Con il Vangelo (Lc 12,35-40) suor Corpus ci dice che prontezza e beatitudine vanno insieme. La beatitudine il credente non la trova nello stare ozioso e inerte, ma in una condizione interiore di pacato fervore, in una tensione d’amore, in una attesa vigile che mantiene sempre pronti, i fianchi cinti, come chi non può venire trattenuto da impacci di nessun genere quando ci sarà da correre. Sembra impossibile tenere viva una vigilanza così insonne e assidua, per noi che abbiamo sempre bisogno di sostare, di attardarci, di distrarci.
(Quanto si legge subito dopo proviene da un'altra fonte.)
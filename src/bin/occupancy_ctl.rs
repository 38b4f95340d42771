//! Occupancy control CLI
//!
//! Publishes a command to a location's control items on the event bus, the
//! same way the home-automation system does when a user flips the item.
//!
//! Usage:
//!   occupancy-ctl gKitchen lock --seconds 300
//!   occupancy-ctl gKitchen unlock
//!   occupancy-ctl gKitchen clear-locks
//!   occupancy-ctl gLounge occupied
//!   occupancy-ctl gLounge vacant

use anyhow::{bail, Context};
use clap::{Parser, Subcommand};
use occupancy_manager::domain::types::StatusItem;
use occupancy_manager::infra::Config;
use occupancy_manager::services::{ControlCommand, StateCommand};
use rumqttc::{AsyncClient, Event, MqttOptions, Outgoing, QoS};
use serde_json::json;
use std::time::Duration;
use tracing::{debug, info};
use tracing_subscriber::fmt::time::UtcTime;
use tracing_subscriber::EnvFilter;

const PUBLISH_TIMEOUT: Duration = Duration::from_secs(5);

#[derive(Parser, Debug)]
#[command(name = "occupancy-ctl")]
#[command(about = "Send occupancy commands to a location")]
struct Args {
    /// Path to TOML configuration file (broker and topic prefix)
    #[arg(short, long)]
    config: Option<String>,

    /// Location item name, e.g. gKitchen
    location: String,

    #[command(subcommand)]
    action: Action,
}

#[derive(Subcommand, Debug)]
enum Action {
    /// Lock the location and its sub-locations
    Lock {
        /// Release the lock automatically after this many seconds
        #[arg(short, long)]
        seconds: Option<u64>,
    },
    /// Release one lock level
    Unlock,
    /// Release every lock level at once
    ClearLocks,
    /// Mark the location occupied
    Occupied,
    /// Mark the location vacant
    Vacant,
}

impl Action {
    /// Target status item and the command text sent to it
    fn command(&self) -> (StatusItem, String) {
        match self {
            Action::Lock { seconds } => (
                StatusItem::Control,
                ControlCommand::Lock { timeout: seconds.map(Duration::from_secs) }.to_string(),
            ),
            Action::Unlock => (StatusItem::Control, ControlCommand::Unlock.to_string()),
            Action::ClearLocks => (StatusItem::Control, ControlCommand::ClearLocks.to_string()),
            Action::Occupied => (StatusItem::State, StateCommand::Occupied.as_str().to_string()),
            Action::Vacant => (StatusItem::State, StateCommand::Vacant.as_str().to_string()),
        }
    }
}

#[tokio::main]
async fn main() -> anyhow::Result<()> {
    let filter = EnvFilter::try_from_default_env().unwrap_or_else(|_| EnvFilter::new("info"));
    tracing_subscriber::fmt()
        .with_env_filter(filter)
        .with_timer(UtcTime::rfc_3339())
        .with_target(false)
        .init();

    let args = Args::parse();
    let config = Config::load_from_path(&Config::resolve_config_path(args.config.as_deref()));

    let (status, command) = args.action.command();
    let item = status.item_name(&args.location);
    let topic = format!("{}/items/{}/command", config.mqtt_topic_prefix(), item);
    let payload = json!({ "type": "String", "value": command }).to_string();

    let mut mqtt_options =
        MqttOptions::new(format!("occupancy-ctl-{}", std::process::id()), config.mqtt_host(), config.mqtt_port());
    mqtt_options.set_keep_alive(Duration::from_secs(10));
    if let (Some(username), Some(password)) = (config.mqtt_username(), config.mqtt_password()) {
        mqtt_options.set_credentials(username, password);
    }

    let (client, mut eventloop) = AsyncClient::new(mqtt_options, 10);
    client
        .publish(topic.as_str(), QoS::AtLeastOnce, false, payload.clone())
        .await
        .context("failed to queue command")?;

    // Drive the event loop until the broker acknowledges the publish
    let delivered = tokio::time::timeout(PUBLISH_TIMEOUT, async {
        loop {
            match eventloop.poll().await {
                Ok(Event::Incoming(rumqttc::Packet::PubAck(_))) => return Ok(()),
                Ok(Event::Outgoing(Outgoing::Publish(pkid))) => debug!(pkid = pkid, "command_sent"),
                Ok(_) => {}
                Err(e) => return Err(e),
            }
        }
    })
    .await;

    match delivered {
        Ok(Ok(())) => {
            info!(topic = %topic, payload = %payload, "command_published");
            let _ = client.disconnect().await;
            Ok(())
        }
        Ok(Err(e)) => Err(e).with_context(|| format!("MQTT connection to {}:{} failed", config.mqtt_host(), config.mqtt_port())),
        Err(_) => bail!("no acknowledgement from broker within {}s", PUBLISH_TIMEOUT.as_secs()),
    }
}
E oggi l’evasione e la fuga dalla coscienza di sé e, infine, dalla realtà sembra proprio una condizione spirituale sempre più diffusa e perfino ansiosa di legittimazione scientifica e giuridica, mentre non ci si accorge che l’uomo perde se stesso, fin da ora, quando non può assumere con consapevolezza ciò che la vita gli dona e gli chiede. Suor Corpus ci invita a non avere paura di questa intima tensione d’amore per Dio che non esita ad abbracciare tutto, anche la prova durissima della sofferenza, in una offerta d’amore che sola dà senso e riempie la vita, conferendole fin d’ora il sapore e l’intensità dell’eterno di Dio.